§ Work request: Look through the lines below; wherever the word "this" appears, copy that line.
* * * * * * *
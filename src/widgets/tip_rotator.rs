//! Rotating tip state (rendering-agnostic)
//!
//! Cycles through a fixed, non-empty list of tips forever. Each cycle is a
//! two-phase machine: `Showing` until the tick, `Fading` for the fade delay,
//! then `Showing` the next tip. The tick keeps a fixed period measured from
//! mount, so the fade always completes before the next tick as long as
//! `interval > fade`, which `RotationTiming::new` enforces.
//!
//! Timer delivery lives in `core::scheduler`; this module only owns the
//! state and the step schedule.

use crate::data::TipItem;
use anyhow::{bail, Result};
use std::time::Duration;

pub const DEFAULT_INTERVAL_MS: u64 = 10_000;
pub const DEFAULT_FADE_MS: u64 = 600;

/// Tick period and fade length for a rotator
#[derive(Debug, Clone, Copy, PartialEq, Eq)]
pub struct RotationTiming {
    interval: Duration,
    fade: Duration,
}

impl RotationTiming {
    pub fn new(interval_ms: u64, fade_ms: u64) -> Result<Self> {
        if interval_ms == 0 {
            bail!("Tip interval must be greater than zero");
        }
        if interval_ms <= fade_ms {
            bail!(
                "Tip interval ({} ms) must be longer than the fade ({} ms)",
                interval_ms,
                fade_ms
            );
        }

        Ok(Self {
            interval: Duration::from_millis(interval_ms),
            fade: Duration::from_millis(fade_ms),
        })
    }

    pub fn interval(&self) -> Duration {
        self.interval
    }

    pub fn fade(&self) -> Duration {
        self.fade
    }

    /// Every step this timing produces, as offsets from mount
    pub fn schedule(&self) -> RotationSchedule {
        RotationSchedule {
            timing: *self,
            cycle: 1,
            next_step: RotationStep::BeginFade,
        }
    }
}

impl Default for RotationTiming {
    fn default() -> Self {
        Self {
            interval: Duration::from_millis(DEFAULT_INTERVAL_MS),
            fade: Duration::from_millis(DEFAULT_FADE_MS),
        }
    }
}

/// A timer-driven transition
#[derive(Debug, Clone, Copy, PartialEq, Eq)]
pub enum RotationStep {
    /// Tick fired: hide the current tip
    BeginFade,
    /// Fade finished: swap to the next tip and show it
    Advance,
}

#[derive(Debug, Clone, Copy, PartialEq, Eq)]
pub enum RotationPhase {
    Showing,
    Fading,
}

/// Infinite step schedule. Cycle `k` (from 1) fades at `k * interval`
/// and advances `fade` later.
#[derive(Debug, Clone)]
pub struct RotationSchedule {
    timing: RotationTiming,
    cycle: u32,
    next_step: RotationStep,
}

impl Iterator for RotationSchedule {
    type Item = (Duration, RotationStep);

    fn next(&mut self) -> Option<Self::Item> {
        let tick = self.timing.interval.checked_mul(self.cycle)?;
        match self.next_step {
            RotationStep::BeginFade => {
                self.next_step = RotationStep::Advance;
                Some((tick, RotationStep::BeginFade))
            }
            RotationStep::Advance => {
                let at = tick.checked_add(self.timing.fade)?;
                self.cycle = self.cycle.checked_add(1)?;
                self.next_step = RotationStep::BeginFade;
                Some((at, RotationStep::Advance))
            }
        }
    }
}

/// What the presentation layer reads each frame
#[derive(Debug, Clone, Copy, PartialEq, Eq)]
pub struct RotationState {
    pub current_index: usize,
    pub visible: bool,
}

impl Default for RotationState {
    fn default() -> Self {
        Self {
            current_index: 0,
            visible: true,
        }
    }
}

/// Tip rotator state machine
///
/// Holds the tip list and the current `RotationState`. Only `apply()`
/// mutates the state, and only the scheduled steps call it.
#[derive(Debug, Clone)]
pub struct TipRotator {
    items: Vec<TipItem>,
    timing: RotationTiming,
    state: RotationState,
    cycles: u64,
}

impl TipRotator {
    pub fn new(items: Vec<TipItem>, timing: RotationTiming) -> Result<Self> {
        if items.is_empty() {
            bail!("Tip rotator needs at least one tip");
        }

        Ok(Self {
            items,
            timing,
            state: RotationState::default(),
            cycles: 0,
        })
    }

    pub fn timing(&self) -> RotationTiming {
        self.timing
    }

    pub fn state(&self) -> RotationState {
        self.state
    }

    pub fn phase(&self) -> RotationPhase {
        if self.state.visible {
            RotationPhase::Showing
        } else {
            RotationPhase::Fading
        }
    }

    pub fn current(&self) -> &TipItem {
        &self.items[self.state.current_index]
    }

    pub fn current_index(&self) -> usize {
        self.state.current_index
    }

    pub fn is_visible(&self) -> bool {
        self.state.visible
    }

    pub fn len(&self) -> usize {
        self.items.len()
    }

    /// Number of completed advances since mount
    pub fn cycles(&self) -> u64 {
        self.cycles
    }

    pub fn is_active(&self, index: usize) -> bool {
        index == self.state.current_index
    }

    /// One flag per tip, true only for the tip on display
    pub fn active_markers(&self) -> Vec<bool> {
        (0..self.items.len()).map(|i| self.is_active(i)).collect()
    }

    /// Apply a scheduled step. Returns true if the state changed.
    ///
    /// Steps that don't fit the current phase are dropped.
    pub fn apply(&mut self, step: RotationStep) -> bool {
        match (self.phase(), step) {
            (RotationPhase::Showing, RotationStep::BeginFade) => {
                self.state.visible = false;
                true
            }
            (RotationPhase::Fading, RotationStep::Advance) => {
                self.state.current_index = (self.state.current_index + 1) % self.items.len();
                self.state.visible = true;
                self.cycles += 1;
                true
            }
            (phase, step) => {
                tracing::debug!(?phase, ?step, "Ignoring out-of-phase rotation step");
                false
            }
        }
    }
}

#[cfg(test)]
mod tests {
    use super::*;

    fn tips(n: usize) -> Vec<TipItem> {
        (0..n)
            .map(|i| TipItem::new(&format!("Category {}", i), &format!("tip {}", i)))
            .collect()
    }

    fn scenario_tips() -> Vec<TipItem> {
        vec![
            TipItem::new("Transportation", "tip A"),
            TipItem::new("Accommodation", "tip B"),
            TipItem::new("Activities", "tip C"),
            TipItem::new("Food", "tip D"),
        ]
    }

    fn run_cycle(rotator: &mut TipRotator) {
        assert!(rotator.apply(RotationStep::BeginFade));
        assert!(rotator.apply(RotationStep::Advance));
    }

    /// Replay every scheduled step due at or before `at_ms`
    fn state_at(items: Vec<TipItem>, timing: RotationTiming, at_ms: u64) -> TipRotator {
        let mut rotator = TipRotator::new(items, timing).unwrap();
        let at = Duration::from_millis(at_ms);
        for (offset, step) in timing.schedule() {
            if offset > at {
                break;
            }
            rotator.apply(step);
        }
        rotator
    }

    #[test]
    fn test_starts_on_first_tip_visible() {
        let rotator = TipRotator::new(tips(3), RotationTiming::default()).unwrap();
        assert_eq!(rotator.current_index(), 0);
        assert!(rotator.is_visible());
        assert_eq!(rotator.phase(), RotationPhase::Showing);
        assert_eq!(rotator.current().category, "Category 0");
        assert_eq!(rotator.len(), 3);
    }

    #[test]
    fn test_empty_tip_list_rejected() {
        assert!(TipRotator::new(Vec::new(), RotationTiming::default()).is_err());
    }

    #[test]
    fn test_timing_requires_interval_longer_than_fade() {
        assert!(RotationTiming::new(600, 600).is_err());
        assert!(RotationTiming::new(500, 600).is_err());
        assert!(RotationTiming::new(0, 0).is_err());
        assert!(RotationTiming::new(601, 600).is_ok());
        assert!(RotationTiming::new(1000, 0).is_ok());

        let timing = RotationTiming::new(10_000, 600).unwrap();
        assert_eq!(timing, RotationTiming::default());
    }

    #[test]
    fn test_fade_hides_without_moving_index() {
        let mut rotator = TipRotator::new(tips(4), RotationTiming::default()).unwrap();

        assert!(rotator.apply(RotationStep::BeginFade));
        assert!(!rotator.is_visible());
        assert_eq!(rotator.current_index(), 0);
        assert_eq!(rotator.phase(), RotationPhase::Fading);

        assert!(rotator.apply(RotationStep::Advance));
        assert!(rotator.is_visible());
        assert_eq!(rotator.current_index(), 1);
        assert_eq!(rotator.cycles(), 1);
    }

    #[test]
    fn test_index_after_k_cycles_is_k_mod_n() {
        for n in 1..=5 {
            let mut rotator = TipRotator::new(tips(n), RotationTiming::default()).unwrap();
            for k in 0..=12 {
                assert_eq!(rotator.current_index(), k % n, "n={} k={}", n, k);
                assert!(rotator.is_visible());
                run_cycle(&mut rotator);
            }
        }
    }

    #[test]
    fn test_n_cycles_close_the_loop() {
        let mut rotator = TipRotator::new(tips(4), RotationTiming::default()).unwrap();
        run_cycle(&mut rotator);
        let before = rotator.state();

        for _ in 0..4 {
            run_cycle(&mut rotator);
        }
        assert_eq!(rotator.state(), before);
    }

    #[test]
    fn test_single_tip_loops_onto_itself() {
        let mut rotator = TipRotator::new(tips(1), RotationTiming::default()).unwrap();
        run_cycle(&mut rotator);
        assert_eq!(rotator.current_index(), 0);
        assert!(rotator.is_visible());
    }

    #[test]
    fn test_exactly_one_active_marker() {
        let mut rotator = TipRotator::new(tips(5), RotationTiming::default()).unwrap();
        for _ in 0..7 {
            let markers = rotator.active_markers();
            assert_eq!(markers.len(), 5);
            assert_eq!(markers.iter().filter(|m| **m).count(), 1);
            assert!(markers[rotator.current_index()]);

            // Marker stays on the same tip while it fades out
            rotator.apply(RotationStep::BeginFade);
            assert!(rotator.active_markers()[rotator.current_index()]);
            rotator.apply(RotationStep::Advance);
        }
    }

    #[test]
    fn test_out_of_phase_steps_ignored() {
        let mut rotator = TipRotator::new(tips(3), RotationTiming::default()).unwrap();

        assert!(!rotator.apply(RotationStep::Advance));
        assert_eq!(rotator.state(), RotationState::default());

        rotator.apply(RotationStep::BeginFade);
        assert!(!rotator.apply(RotationStep::BeginFade));
        assert_eq!(rotator.current_index(), 0);
        assert!(!rotator.is_visible());
    }

    #[test]
    fn test_schedule_offsets() {
        let timing = RotationTiming::default();
        let steps: Vec<(u128, RotationStep)> = timing
            .schedule()
            .take(6)
            .map(|(offset, step)| (offset.as_millis(), step))
            .collect();

        assert_eq!(
            steps,
            vec![
                (10_000, RotationStep::BeginFade),
                (10_600, RotationStep::Advance),
                (20_000, RotationStep::BeginFade),
                (20_600, RotationStep::Advance),
                (30_000, RotationStep::BeginFade),
                (30_600, RotationStep::Advance),
            ]
        );
    }

    #[test]
    fn test_schedule_alternates_fade_then_advance() {
        let timing = RotationTiming::new(250, 249).unwrap();
        let mut last = Duration::ZERO;
        for (i, (offset, step)) in timing.schedule().take(40).enumerate() {
            assert!(offset > last);
            last = offset;
            let expected = if i % 2 == 0 {
                RotationStep::BeginFade
            } else {
                RotationStep::Advance
            };
            assert_eq!(step, expected);
        }
    }

    #[test]
    fn test_four_tip_timeline() {
        let timing = RotationTiming::new(10_000, 600).unwrap();

        let at_0 = state_at(scenario_tips(), timing, 0);
        assert_eq!(at_0.current_index(), 0);
        assert!(at_0.is_visible());
        assert_eq!(at_0.current().category, "Transportation");
        assert_eq!(at_0.current().text, "tip A");

        let at_tick = state_at(scenario_tips(), timing, 10_000);
        assert_eq!(at_tick.current_index(), 0);
        assert!(!at_tick.is_visible());

        let just_before_swap = state_at(scenario_tips(), timing, 10_599);
        assert_eq!(just_before_swap.current_index(), 0);
        assert!(!just_before_swap.is_visible());

        let at_swap = state_at(scenario_tips(), timing, 10_600);
        assert_eq!(at_swap.current_index(), 1);
        assert!(at_swap.is_visible());
        assert_eq!(at_swap.current().category, "Accommodation");
        assert_eq!(at_swap.current().text, "tip B");

        let later = state_at(scenario_tips(), timing, 42_400);
        assert_eq!(later.current_index(), 0);
        assert!(later.is_visible());
        assert_eq!(later.cycles(), 4);
    }
}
* * * * * * *
§ Exercise output:
//! Timer delivery lives in `core::scheduler`; this module only owns the
    /// Every step this timing produces, as offsets from mount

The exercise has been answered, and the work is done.